A well crafted film with room for improvement.

The Girl on the Train
is a film about a divorcee who becomes entangled in a missing persons investigation that promises to send shockwaves throughout her life.

The apparent novel that shocked the world was only shocking due to it’s continuos reference to sex (as that was often, if not the major driving point of the events that occurred in the story) and extreme bloody violence. As someone who identifies as asexual, these sex scenes were extremely uncomfortable but it’s not like it’s something that can be avoided in film and television these days. It was awkward and unsettling and I felt like I was sitting with my parents watching these scenes. The characters and the performances, however, as well as how all the characters finally linked all together at the end was really kept me going when I read the novel and watched the film.

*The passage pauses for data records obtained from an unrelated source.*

// yt-dlp backend - drives the native binary for metadata and downloads

use async_trait::async_trait;
use lazy_static::lazy_static;
use regex::Regex;
use std::path::{Path, PathBuf};
use std::process::Command as StdCommand;

use crate::downloader::config::DownloadConfig;
use crate::downloader::errors::FetchError;
use crate::downloader::models::{DownloadedFile, FormatSpec, Item, MediaSource, Mode};
use crate::downloader::traits::Fetcher;
use crate::downloader::utils::run_output_with_timeout;

lazy_static! {
    // [download]  Destination: /path/Some Title.f137.mp4
    // [ExtractAudio] Destination: /path/Some Title.mp3
    static ref DEST_RE: Regex =
        Regex::new(r"\[(?:download|ExtractAudio)\]\s+Destination:\s+(.+)").unwrap();
    // [Merger] Merging formats into "/path/Some Title.mp4"
    static ref MERGER_RE: Regex =
        Regex::new(r#"\[Merger\] Merging formats into "(.+)""#).unwrap();
    // [download] /path/Some Title.mp4 has already been downloaded
    static ref ALREADY_RE: Regex =
        Regex::new(r"\[download\]\s+(.+?) has already been downloaded").unwrap();
}

const DEFAULT_METADATA_TIMEOUT_SECS: u64 = 30;

/// Fetcher backed by the native `yt-dlp` binary
pub struct YtDlpFetcher {
    ytdlp_path: String,
    metadata_timeout_seconds: u64,
}

impl YtDlpFetcher {
    pub fn new() -> Self {
        Self {
            ytdlp_path: find_ytdlp(),
            metadata_timeout_seconds: DEFAULT_METADATA_TIMEOUT_SECS,
        }
    }

    /// Override the binary location (tests, unusual installs)
    pub fn with_binary(path: impl Into<String>) -> Self {
        Self {
            ytdlp_path: path.into(),
            metadata_timeout_seconds: DEFAULT_METADATA_TIMEOUT_SECS,
        }
    }

    /// Bound metadata fetches; slow playlist expansions may need more
    /// than the default
    pub fn with_metadata_timeout(mut self, seconds: u64) -> Self {
        self.metadata_timeout_seconds = seconds;
        self
    }

    fn metadata_args(url: &str, shallow: bool, cookie_file: Option<&Path>) -> Vec<String> {
        let mut args: Vec<String> = if shallow {
            vec!["-J".into(), "--flat-playlist".into()]
        } else {
            vec!["--dump-json".into(), "--no-playlist".into()]
        };
        args.extend([
            "--no-warnings".into(),
            "--socket-timeout".into(),
            "15".into(),
            "--retries".into(),
            "2".into(),
        ]);
        if let Some(cookie) = cookie_file {
            args.push("--cookies".into());
            args.push(cookie.to_string_lossy().to_string());
        }
        args.push(url.to_string());
        args
    }

    fn download_args(source: &MediaSource, spec: &FormatSpec, config: &DownloadConfig) -> Vec<String> {
        let mut args: Vec<String> = vec![
            "-f".into(),
            spec.selector.clone(),
            "--newline".into(),
            "--no-playlist".into(),
            "--no-warnings".into(),
            "--no-check-certificates".into(),
            "--no-overwrites".into(),
            "--no-cache-dir".into(),
            "--embed-thumbnail".into(),
            "-P".into(),
            config.save_path.to_string_lossy().to_string(),
            // Default template is "%(title)s [%(id)s].%(ext)s" - drop the [id]
            "-o".into(),
            "%(title)s.%(ext)s".into(),
        ];

        match spec.mode {
            Mode::Video => {
                args.push("--merge-output-format".into());
                args.push("mp4".into());
            }
            Mode::Audio => {
                args.push("-x".into());
                args.push("--audio-format".into());
                args.push("mp3".into());
                if let Some(quality) = &spec.audio_quality {
                    args.push("--audio-quality".into());
                    args.push(format!("{}K", quality));
                }
            }
        }

        if config.force_current_mtime {
            args.push("--no-mtime".into());
        }
        if let Some(cookie) = &config.cookie_file {
            args.push("--cookies".into());
            args.push(cookie.to_string_lossy().to_string());
        }

        args.push(source.url().to_string());
        args
    }
}

impl Default for YtDlpFetcher {
    fn default() -> Self {
        Self::new()
    }
}

#[async_trait]
impl Fetcher for YtDlpFetcher {
    fn name(&self) -> &'static str {
        "yt-dlp"
    }

    async fn fetch_metadata(
        &self,
        url: &str,
        shallow: bool,
        cookie_file: Option<&Path>,
    ) -> Result<Vec<Item>, FetchError> {
        let args = Self::metadata_args(url, shallow, cookie_file);
        let output =
            run_output_with_timeout(&self.ytdlp_path, &args, self.metadata_timeout_seconds)
                .await?;

        if !output.status.success() {
            return Err(FetchError::from(
                String::from_utf8_lossy(&output.stderr).to_string(),
            ));
        }

        let stdout = String::from_utf8_lossy(&output.stdout);
        if shallow {
            parse_playlist_entries(&stdout)
        } else {
            parse_metadata_lines(&stdout, url)
        }
    }

    async fn download(
        &self,
        source: &MediaSource,
        spec: &FormatSpec,
        config: &DownloadConfig,
    ) -> Result<DownloadedFile, FetchError> {
        let args = Self::download_args(source, spec, config);
        log::debug!("Running {} with {:?}", self.ytdlp_path, args);

        let output =
            run_output_with_timeout(&self.ytdlp_path, &args, config.download_timeout_seconds)
                .await?;

        if !output.status.success() {
            return Err(FetchError::from(
                String::from_utf8_lossy(&output.stderr).to_string(),
            ));
        }

        let stdout = String::from_utf8_lossy(&output.stdout);
        let path = parse_output_path(&stdout)
            .unwrap_or_else(|| expected_output_path(source, spec, config));

        let title = source
            .title()
            .map(str::to_string)
            .or_else(|| {
                path.file_stem()
                    .map(|stem| stem.to_string_lossy().to_string())
            })
            .unwrap_or_else(|| "Unknown Title".to_string());

        Ok(DownloadedFile {
            title,
            source_url: source.url().to_string(),
            path,
            // Text output does not carry the stream height
            height: None,
        })
    }
}

/// Locate yt-dlp in common install paths, falling back to `which`
fn find_ytdlp() -> String {
    let common_paths = [
        "/opt/homebrew/bin/yt-dlp", // Homebrew on Apple Silicon
        "/usr/local/bin/yt-dlp",    // Homebrew on Intel Mac
        "/usr/bin/yt-dlp",          // System installation
    ];

    for path in common_paths {
        if Path::new(path).exists() {
            return path.to_string();
        }
    }

    if let Ok(output) = StdCommand::new("which").arg("yt-dlp").output() {
        if output.status.success() {
            if let Ok(path) = String::from_utf8(output.stdout) {
                let trimmed = path.trim();
                if !trimmed.is_empty() {
                    return trimmed.to_string();
                }
            }
        }
    }

    // Hope it's in PATH
    "yt-dlp".to_string()
}

/// `--dump-json` prints one JSON object per line
fn parse_metadata_lines(stdout: &str, fallback_url: &str) -> Result<Vec<Item>, FetchError> {
    let mut items = Vec::new();
    for line in stdout.lines().filter(|l| !l.trim().is_empty()) {
        let value: serde_json::Value = serde_json::from_str(line)
            .map_err(|e| FetchError::ParseError(format!("Invalid JSON from yt-dlp: {}", e)))?;
        items.push(item_from_json(&value, fallback_url));
    }
    Ok(items)
}

/// `-J --flat-playlist` prints one document; playlists carry an
/// `entries` array of bare descriptors (no duration guaranteed)
fn parse_playlist_entries(stdout: &str) -> Result<Vec<Item>, FetchError> {
    let value: serde_json::Value = serde_json::from_str(stdout.trim())
        .map_err(|e| FetchError::ParseError(format!("Invalid JSON from yt-dlp: {}", e)))?;

    match value["entries"].as_array() {
        Some(entries) => Ok(entries
            .iter()
            .filter(|e| e["url"].is_string() || e["webpage_url"].is_string())
            .map(|e| item_from_json(e, ""))
            .collect()),
        // Not a playlist after all; treat the document as one item
        None => Ok(vec![item_from_json(&value, "")]),
    }
}

fn item_from_json(value: &serde_json::Value, fallback_url: &str) -> Item {
    let url = value["webpage_url"]
        .as_str()
        .or_else(|| value["url"].as_str())
        .unwrap_or(fallback_url);
    Item::new(
        value["title"].as_str().unwrap_or("Unknown Title"),
        url,
        value["duration"].as_f64().unwrap_or(0.0),
    )
}

/// Recover the final artifact path from yt-dlp's text output. The last
/// destination/merge/already-downloaded line wins, which matches the
/// engine's own ordering (fragments, then merge, then audio extraction).
fn parse_output_path(stdout: &str) -> Option<PathBuf> {
    let mut path = None;
    for line in stdout.lines() {
        if let Some(caps) = MERGER_RE
            .captures(line)
            .or_else(|| DEST_RE.captures(line))
            .or_else(|| ALREADY_RE.captures(line))
        {
            if let Some(m) = caps.get(1) {
                path = Some(PathBuf::from(m.as_str().trim()));
            }
        }
    }
    path
}

/// Where the output template would put the file if the engine printed
/// nothing recognizable. The session's existence check decides whether
/// the result is success or unknown.
fn expected_output_path(source: &MediaSource, spec: &FormatSpec, config: &DownloadConfig) -> PathBuf {
    let title = source.title().unwrap_or("Unknown Title");
    let ext = match spec.mode {
        Mode::Video => "mp4",
        Mode::Audio => "mp3",
    };
    config.save_path.join(format!("{}.{}", title, ext))
}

In saying that, it was a very faithful adaption of the source material, especially the end Rachel’s former home played absolutely perfectly by Emily Blunt. It was almost like the filmmakers knew exactly what I was seeing when I read the novel and captured the gruesome ending onscreen.

If it wasn’t for Blunt, Rebecca Ferguson, or Hayley Bennett, especially that of Blunt, the film wouldn’t have been the same. They were perfectly cast for the roles and despite the change of location from London to New York, the story was told seamlessly despite it’s fragmented parts it was told. The performances given helped confirm this as we scrambled through Rachel’s drunken telling of the events that occurred and struggle to get those around her to believe her innocence including the tough love and unbelieving Detective Riley played awesomely (as always) by Allison Janney. It’s also really nice to see Ferguson getting more roles as she always came across to me as an actress who I never understood why we never saw earlier.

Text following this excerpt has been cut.